BEGIN MATERIAL FOR THE TASK
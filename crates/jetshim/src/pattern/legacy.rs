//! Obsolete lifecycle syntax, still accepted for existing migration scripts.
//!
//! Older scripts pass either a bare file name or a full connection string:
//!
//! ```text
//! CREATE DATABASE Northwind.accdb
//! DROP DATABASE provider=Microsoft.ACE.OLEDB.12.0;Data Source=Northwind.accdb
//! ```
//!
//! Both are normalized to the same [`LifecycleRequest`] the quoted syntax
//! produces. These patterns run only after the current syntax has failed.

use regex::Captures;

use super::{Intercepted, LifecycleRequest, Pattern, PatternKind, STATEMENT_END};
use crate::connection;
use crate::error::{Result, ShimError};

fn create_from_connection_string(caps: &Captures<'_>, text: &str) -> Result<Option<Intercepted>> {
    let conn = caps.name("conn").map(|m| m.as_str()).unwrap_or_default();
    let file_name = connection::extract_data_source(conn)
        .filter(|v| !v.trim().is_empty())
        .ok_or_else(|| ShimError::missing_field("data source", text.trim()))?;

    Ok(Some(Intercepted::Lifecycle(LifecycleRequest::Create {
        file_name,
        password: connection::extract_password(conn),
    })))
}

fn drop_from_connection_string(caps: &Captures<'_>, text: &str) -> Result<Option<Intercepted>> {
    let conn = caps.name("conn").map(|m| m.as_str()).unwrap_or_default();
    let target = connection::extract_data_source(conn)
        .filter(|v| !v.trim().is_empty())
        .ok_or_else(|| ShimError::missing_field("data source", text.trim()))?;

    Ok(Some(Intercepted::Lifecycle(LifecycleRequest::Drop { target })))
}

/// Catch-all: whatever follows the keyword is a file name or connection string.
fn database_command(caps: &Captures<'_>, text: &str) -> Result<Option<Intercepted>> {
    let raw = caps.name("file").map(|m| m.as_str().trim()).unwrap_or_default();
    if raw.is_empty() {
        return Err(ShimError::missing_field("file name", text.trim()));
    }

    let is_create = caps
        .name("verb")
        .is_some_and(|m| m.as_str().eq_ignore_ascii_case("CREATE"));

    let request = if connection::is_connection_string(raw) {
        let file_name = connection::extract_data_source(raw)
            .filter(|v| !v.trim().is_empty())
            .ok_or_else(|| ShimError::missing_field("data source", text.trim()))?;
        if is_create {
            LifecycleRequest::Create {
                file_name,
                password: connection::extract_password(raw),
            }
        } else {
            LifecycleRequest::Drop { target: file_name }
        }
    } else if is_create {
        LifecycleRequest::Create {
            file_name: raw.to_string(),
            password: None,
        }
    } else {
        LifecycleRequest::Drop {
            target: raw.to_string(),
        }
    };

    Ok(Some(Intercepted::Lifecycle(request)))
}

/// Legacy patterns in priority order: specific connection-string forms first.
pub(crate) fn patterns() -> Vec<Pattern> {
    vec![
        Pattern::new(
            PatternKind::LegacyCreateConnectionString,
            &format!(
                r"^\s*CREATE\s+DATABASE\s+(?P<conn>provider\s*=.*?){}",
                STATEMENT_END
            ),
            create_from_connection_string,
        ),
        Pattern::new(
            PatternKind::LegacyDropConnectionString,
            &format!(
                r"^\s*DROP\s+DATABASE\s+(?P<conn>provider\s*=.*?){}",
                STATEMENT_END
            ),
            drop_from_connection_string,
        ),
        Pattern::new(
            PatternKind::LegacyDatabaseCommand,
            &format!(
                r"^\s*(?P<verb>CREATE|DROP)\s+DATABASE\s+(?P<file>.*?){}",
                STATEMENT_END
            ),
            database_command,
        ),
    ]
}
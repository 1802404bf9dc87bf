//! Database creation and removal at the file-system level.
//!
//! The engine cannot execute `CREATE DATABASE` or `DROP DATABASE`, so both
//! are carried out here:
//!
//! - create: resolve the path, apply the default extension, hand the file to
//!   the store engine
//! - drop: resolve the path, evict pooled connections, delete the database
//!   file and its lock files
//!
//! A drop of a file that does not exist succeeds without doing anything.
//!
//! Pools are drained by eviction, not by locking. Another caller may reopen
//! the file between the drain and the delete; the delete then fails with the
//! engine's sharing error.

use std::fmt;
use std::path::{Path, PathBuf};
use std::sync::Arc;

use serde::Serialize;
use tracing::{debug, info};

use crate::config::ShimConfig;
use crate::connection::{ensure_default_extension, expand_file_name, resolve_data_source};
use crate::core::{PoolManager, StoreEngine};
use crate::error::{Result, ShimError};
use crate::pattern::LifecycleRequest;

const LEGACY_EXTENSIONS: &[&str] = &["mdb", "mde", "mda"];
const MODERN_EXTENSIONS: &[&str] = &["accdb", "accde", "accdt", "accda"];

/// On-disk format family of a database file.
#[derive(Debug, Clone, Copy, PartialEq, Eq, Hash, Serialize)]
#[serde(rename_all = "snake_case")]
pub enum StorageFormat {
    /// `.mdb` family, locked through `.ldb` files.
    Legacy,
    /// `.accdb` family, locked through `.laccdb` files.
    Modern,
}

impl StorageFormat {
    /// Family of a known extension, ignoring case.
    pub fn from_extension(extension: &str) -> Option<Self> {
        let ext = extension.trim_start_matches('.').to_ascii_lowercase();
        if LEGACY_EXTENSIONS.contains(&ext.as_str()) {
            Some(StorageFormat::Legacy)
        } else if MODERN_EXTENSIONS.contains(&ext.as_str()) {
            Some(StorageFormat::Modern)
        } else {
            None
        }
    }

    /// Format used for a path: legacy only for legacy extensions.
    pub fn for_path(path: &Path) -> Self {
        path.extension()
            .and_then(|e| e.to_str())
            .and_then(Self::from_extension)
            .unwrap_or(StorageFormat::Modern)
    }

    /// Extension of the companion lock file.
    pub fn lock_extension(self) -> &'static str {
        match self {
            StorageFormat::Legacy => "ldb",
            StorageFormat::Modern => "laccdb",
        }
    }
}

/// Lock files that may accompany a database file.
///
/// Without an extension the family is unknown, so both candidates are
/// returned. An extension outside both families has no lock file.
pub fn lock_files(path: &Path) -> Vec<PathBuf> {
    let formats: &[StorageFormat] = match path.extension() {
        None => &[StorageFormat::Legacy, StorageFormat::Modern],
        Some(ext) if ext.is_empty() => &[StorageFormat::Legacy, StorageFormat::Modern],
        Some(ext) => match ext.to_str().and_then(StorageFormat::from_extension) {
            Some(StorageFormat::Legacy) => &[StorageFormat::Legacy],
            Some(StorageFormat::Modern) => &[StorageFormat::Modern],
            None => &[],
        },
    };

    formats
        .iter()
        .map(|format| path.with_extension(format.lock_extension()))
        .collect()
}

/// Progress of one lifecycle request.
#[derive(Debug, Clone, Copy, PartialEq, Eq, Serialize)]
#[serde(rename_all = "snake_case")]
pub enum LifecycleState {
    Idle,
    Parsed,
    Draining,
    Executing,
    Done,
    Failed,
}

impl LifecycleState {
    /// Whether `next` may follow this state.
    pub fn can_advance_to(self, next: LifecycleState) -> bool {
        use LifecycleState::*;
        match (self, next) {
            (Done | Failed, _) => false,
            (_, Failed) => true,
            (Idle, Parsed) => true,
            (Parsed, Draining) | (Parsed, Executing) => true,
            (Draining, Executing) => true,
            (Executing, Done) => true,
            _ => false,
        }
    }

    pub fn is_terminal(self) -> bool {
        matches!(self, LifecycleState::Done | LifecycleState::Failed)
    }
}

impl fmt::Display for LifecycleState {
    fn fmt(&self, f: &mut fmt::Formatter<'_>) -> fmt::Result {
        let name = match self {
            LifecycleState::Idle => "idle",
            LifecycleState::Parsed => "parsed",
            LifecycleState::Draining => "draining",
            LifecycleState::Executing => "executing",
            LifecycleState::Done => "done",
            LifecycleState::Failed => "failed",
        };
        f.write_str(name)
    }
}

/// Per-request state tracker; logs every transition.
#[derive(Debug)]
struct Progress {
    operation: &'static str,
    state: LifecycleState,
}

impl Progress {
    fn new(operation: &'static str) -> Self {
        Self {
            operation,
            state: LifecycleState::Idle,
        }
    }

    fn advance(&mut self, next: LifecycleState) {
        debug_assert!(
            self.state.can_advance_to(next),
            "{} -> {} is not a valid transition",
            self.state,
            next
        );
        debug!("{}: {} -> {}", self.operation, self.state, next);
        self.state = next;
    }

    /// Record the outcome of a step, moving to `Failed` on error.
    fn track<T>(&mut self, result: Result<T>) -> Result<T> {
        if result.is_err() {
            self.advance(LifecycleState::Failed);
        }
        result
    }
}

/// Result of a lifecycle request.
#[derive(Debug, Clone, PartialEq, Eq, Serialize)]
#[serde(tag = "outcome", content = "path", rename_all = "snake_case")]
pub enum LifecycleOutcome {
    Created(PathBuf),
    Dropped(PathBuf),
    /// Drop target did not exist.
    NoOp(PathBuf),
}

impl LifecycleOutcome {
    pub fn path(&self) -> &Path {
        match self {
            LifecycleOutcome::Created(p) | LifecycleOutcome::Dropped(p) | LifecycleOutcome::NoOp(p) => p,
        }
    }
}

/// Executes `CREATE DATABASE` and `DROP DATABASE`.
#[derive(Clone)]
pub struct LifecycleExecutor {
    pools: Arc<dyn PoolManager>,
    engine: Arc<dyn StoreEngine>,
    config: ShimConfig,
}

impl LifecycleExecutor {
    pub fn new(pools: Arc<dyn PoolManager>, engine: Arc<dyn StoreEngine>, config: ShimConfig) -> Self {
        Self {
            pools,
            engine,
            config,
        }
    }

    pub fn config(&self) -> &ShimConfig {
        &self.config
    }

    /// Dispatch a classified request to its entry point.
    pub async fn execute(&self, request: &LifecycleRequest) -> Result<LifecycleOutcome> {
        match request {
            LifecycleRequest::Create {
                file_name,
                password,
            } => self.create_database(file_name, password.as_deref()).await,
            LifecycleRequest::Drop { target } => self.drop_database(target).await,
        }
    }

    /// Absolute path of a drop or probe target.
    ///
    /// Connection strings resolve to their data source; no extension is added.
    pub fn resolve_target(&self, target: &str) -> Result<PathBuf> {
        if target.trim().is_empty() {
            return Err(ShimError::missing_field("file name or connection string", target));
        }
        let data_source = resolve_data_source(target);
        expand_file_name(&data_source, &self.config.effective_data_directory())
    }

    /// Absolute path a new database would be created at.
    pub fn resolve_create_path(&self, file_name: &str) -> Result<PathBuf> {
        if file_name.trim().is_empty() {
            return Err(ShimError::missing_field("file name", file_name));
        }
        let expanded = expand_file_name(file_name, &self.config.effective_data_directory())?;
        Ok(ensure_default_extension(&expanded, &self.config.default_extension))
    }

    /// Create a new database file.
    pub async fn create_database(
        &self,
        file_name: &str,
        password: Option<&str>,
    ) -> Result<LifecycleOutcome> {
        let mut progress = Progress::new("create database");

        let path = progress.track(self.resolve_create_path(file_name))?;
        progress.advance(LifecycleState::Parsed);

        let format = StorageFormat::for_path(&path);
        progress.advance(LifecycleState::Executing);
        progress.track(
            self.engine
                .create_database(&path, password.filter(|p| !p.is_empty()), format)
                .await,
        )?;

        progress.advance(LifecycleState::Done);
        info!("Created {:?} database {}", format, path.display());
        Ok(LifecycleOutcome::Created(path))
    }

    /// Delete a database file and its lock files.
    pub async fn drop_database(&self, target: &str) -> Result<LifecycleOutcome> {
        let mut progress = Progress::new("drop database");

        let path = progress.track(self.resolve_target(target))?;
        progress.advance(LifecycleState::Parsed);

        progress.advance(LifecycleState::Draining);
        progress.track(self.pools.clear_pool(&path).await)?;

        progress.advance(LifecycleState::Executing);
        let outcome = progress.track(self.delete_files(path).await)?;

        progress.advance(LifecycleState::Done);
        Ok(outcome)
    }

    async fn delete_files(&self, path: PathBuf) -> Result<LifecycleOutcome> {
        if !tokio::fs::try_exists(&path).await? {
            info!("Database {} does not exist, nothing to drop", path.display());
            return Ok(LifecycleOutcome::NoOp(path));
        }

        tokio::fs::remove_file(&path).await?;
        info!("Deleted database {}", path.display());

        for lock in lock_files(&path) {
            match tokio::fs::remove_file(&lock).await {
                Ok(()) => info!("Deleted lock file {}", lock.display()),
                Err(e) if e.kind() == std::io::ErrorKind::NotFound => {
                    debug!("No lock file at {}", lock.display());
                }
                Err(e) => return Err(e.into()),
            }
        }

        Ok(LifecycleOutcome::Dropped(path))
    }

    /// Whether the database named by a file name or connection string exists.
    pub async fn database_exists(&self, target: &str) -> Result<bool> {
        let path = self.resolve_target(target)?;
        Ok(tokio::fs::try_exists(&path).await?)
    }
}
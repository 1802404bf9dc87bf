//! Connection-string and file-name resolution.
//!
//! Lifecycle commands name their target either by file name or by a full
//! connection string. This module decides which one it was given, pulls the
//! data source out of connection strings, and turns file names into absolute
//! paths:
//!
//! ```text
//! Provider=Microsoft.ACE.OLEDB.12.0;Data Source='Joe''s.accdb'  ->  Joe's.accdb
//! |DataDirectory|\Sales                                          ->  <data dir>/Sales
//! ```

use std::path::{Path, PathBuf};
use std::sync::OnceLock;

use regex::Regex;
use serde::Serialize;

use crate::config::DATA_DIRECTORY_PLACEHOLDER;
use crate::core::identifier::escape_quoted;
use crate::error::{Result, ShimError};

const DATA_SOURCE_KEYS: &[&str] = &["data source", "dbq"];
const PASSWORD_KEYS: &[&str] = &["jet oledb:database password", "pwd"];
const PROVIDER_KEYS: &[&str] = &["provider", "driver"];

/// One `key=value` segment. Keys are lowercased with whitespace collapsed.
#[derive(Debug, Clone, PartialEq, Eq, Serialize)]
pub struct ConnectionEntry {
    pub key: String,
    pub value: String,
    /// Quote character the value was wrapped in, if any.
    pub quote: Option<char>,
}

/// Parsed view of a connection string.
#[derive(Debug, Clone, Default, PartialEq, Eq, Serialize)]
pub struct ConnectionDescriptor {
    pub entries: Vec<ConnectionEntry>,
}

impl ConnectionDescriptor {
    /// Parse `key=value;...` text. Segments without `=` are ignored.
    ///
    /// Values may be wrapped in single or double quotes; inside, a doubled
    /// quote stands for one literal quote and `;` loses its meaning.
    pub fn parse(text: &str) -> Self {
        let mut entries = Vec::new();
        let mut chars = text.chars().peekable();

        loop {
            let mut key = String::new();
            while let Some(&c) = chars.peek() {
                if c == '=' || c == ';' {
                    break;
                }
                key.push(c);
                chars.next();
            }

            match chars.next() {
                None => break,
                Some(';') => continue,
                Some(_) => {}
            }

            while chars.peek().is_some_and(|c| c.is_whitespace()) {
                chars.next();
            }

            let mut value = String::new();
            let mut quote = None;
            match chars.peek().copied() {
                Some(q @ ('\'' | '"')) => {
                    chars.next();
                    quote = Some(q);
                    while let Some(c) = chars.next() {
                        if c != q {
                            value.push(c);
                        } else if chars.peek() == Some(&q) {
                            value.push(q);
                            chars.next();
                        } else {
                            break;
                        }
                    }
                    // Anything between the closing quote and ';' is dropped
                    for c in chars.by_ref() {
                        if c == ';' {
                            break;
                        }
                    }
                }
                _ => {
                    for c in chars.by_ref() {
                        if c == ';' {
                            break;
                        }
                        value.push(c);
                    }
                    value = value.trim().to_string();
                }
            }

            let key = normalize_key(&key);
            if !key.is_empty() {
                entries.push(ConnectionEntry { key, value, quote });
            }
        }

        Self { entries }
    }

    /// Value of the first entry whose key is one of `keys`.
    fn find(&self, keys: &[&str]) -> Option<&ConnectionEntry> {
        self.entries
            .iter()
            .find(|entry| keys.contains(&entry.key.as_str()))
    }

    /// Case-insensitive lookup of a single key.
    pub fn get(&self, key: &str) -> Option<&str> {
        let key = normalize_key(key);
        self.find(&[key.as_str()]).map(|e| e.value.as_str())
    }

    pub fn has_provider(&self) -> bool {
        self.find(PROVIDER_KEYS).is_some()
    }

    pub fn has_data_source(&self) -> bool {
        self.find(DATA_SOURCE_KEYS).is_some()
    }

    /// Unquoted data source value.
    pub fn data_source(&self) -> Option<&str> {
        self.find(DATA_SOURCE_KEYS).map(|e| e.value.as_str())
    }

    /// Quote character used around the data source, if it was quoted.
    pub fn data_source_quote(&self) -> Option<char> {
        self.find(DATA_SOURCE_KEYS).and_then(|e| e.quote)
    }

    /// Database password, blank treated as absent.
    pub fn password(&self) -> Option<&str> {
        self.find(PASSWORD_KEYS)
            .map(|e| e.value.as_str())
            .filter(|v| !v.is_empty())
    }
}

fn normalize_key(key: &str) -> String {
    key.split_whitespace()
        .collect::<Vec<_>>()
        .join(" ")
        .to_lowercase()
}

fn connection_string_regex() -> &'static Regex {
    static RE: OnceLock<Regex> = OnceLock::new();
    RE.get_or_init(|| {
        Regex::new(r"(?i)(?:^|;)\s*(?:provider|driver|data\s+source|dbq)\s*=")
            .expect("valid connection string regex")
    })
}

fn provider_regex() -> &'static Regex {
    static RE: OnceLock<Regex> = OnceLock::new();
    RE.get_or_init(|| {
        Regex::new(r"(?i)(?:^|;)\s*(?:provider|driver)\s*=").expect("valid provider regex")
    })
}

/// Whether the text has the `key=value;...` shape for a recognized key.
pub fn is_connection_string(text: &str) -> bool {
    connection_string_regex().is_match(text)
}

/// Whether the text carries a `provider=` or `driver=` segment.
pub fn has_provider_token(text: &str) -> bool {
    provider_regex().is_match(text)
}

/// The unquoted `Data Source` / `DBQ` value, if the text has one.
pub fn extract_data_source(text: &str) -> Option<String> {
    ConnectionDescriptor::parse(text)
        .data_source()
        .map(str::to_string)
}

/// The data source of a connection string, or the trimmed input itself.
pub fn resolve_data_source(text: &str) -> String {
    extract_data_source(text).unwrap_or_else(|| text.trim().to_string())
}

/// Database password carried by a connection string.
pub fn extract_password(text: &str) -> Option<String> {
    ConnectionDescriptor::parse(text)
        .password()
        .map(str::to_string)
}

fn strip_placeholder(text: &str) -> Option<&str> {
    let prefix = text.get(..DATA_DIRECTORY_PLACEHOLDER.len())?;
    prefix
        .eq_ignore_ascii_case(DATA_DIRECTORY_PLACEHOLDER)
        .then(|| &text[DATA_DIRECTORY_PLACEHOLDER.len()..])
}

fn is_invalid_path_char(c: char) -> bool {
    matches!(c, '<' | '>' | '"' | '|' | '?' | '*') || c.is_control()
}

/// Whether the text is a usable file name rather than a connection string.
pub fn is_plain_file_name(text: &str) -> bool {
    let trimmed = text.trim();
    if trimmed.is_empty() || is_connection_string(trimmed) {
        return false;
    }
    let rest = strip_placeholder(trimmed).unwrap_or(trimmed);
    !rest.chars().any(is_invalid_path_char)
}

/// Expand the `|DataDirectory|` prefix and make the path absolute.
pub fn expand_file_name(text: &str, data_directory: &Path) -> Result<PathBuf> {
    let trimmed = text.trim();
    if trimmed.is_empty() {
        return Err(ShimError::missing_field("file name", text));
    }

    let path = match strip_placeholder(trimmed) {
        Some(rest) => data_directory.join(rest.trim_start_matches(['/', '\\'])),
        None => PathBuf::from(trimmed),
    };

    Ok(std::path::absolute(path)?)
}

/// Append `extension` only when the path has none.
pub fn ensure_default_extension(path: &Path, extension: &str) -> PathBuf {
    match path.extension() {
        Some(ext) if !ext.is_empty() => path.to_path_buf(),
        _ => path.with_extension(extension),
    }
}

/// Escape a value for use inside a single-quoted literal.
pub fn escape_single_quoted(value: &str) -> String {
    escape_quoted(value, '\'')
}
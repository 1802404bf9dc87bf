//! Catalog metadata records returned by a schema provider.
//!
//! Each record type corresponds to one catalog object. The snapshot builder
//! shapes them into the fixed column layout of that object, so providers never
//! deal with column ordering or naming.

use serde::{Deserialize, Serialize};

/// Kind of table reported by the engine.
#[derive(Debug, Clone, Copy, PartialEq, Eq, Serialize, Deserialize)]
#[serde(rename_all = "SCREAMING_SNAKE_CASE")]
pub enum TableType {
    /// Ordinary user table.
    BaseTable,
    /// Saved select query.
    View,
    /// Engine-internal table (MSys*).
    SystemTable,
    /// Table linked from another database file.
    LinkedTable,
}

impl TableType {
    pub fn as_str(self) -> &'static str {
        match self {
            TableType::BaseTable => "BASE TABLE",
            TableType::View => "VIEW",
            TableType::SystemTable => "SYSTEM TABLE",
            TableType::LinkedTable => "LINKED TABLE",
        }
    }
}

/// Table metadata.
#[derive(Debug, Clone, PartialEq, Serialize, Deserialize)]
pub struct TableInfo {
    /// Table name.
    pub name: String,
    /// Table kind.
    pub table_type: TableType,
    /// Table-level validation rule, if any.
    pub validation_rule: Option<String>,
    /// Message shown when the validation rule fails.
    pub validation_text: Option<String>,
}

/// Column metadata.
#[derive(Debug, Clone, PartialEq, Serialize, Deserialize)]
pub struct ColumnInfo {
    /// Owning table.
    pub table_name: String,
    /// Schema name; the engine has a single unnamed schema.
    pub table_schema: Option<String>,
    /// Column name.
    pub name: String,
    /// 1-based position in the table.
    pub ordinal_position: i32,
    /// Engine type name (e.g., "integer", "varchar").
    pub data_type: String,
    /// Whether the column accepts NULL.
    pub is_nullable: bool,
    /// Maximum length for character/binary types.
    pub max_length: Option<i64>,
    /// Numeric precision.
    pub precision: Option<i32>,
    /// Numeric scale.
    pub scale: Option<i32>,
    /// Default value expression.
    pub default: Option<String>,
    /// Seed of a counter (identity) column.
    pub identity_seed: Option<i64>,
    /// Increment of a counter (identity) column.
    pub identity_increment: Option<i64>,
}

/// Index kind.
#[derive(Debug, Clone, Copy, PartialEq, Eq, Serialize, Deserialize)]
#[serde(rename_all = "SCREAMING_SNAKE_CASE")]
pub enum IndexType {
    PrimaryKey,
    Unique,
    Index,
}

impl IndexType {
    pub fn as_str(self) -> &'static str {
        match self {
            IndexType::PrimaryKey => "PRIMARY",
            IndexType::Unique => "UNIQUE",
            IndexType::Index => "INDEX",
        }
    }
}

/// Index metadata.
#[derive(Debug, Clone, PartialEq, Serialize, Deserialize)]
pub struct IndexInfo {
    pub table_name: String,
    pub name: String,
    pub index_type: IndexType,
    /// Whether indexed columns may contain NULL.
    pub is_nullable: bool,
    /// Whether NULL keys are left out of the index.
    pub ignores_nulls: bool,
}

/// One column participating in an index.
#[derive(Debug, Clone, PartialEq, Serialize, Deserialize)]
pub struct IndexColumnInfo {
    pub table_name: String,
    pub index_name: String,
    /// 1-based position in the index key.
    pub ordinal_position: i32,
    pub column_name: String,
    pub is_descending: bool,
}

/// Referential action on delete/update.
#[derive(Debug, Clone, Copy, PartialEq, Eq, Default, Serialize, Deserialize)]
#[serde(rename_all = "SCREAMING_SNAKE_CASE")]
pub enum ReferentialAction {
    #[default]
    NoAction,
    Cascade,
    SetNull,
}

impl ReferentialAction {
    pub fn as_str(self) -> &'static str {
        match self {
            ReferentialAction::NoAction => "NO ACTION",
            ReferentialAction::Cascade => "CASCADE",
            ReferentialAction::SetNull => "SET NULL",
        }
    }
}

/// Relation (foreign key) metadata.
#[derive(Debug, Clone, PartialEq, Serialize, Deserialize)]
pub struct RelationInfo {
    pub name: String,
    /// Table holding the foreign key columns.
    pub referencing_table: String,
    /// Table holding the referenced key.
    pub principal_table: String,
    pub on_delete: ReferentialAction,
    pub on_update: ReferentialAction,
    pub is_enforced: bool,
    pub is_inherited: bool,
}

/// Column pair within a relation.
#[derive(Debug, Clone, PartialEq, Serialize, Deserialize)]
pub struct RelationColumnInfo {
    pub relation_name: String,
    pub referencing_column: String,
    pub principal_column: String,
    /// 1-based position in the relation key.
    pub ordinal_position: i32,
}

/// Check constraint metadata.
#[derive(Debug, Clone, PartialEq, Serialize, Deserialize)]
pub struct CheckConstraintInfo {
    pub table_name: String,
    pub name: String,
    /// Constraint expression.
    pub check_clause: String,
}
END MATERIAL FOR THE TASK
DESCRIPTION OF THE TASK: Could you copy each line of the material that holds "find"?

WORKED SOLUTION:
    fn find(&self, keys: &[&str]) -> Option<&ConnectionEntry> {
            .find(|entry| keys.contains(&entry.key.as_str()))
        self.find(&[key.as_str()]).map(|e| e.value.as_str())
        self.find(PROVIDER_KEYS).is_some()
        self.find(DATA_SOURCE_KEYS).is_some()
        self.find(DATA_SOURCE_KEYS).map(|e| e.value.as_str())
        self.find(DATA_SOURCE_KEYS).and_then(|e| e.quote)
        self.find(PASSWORD_KEYS)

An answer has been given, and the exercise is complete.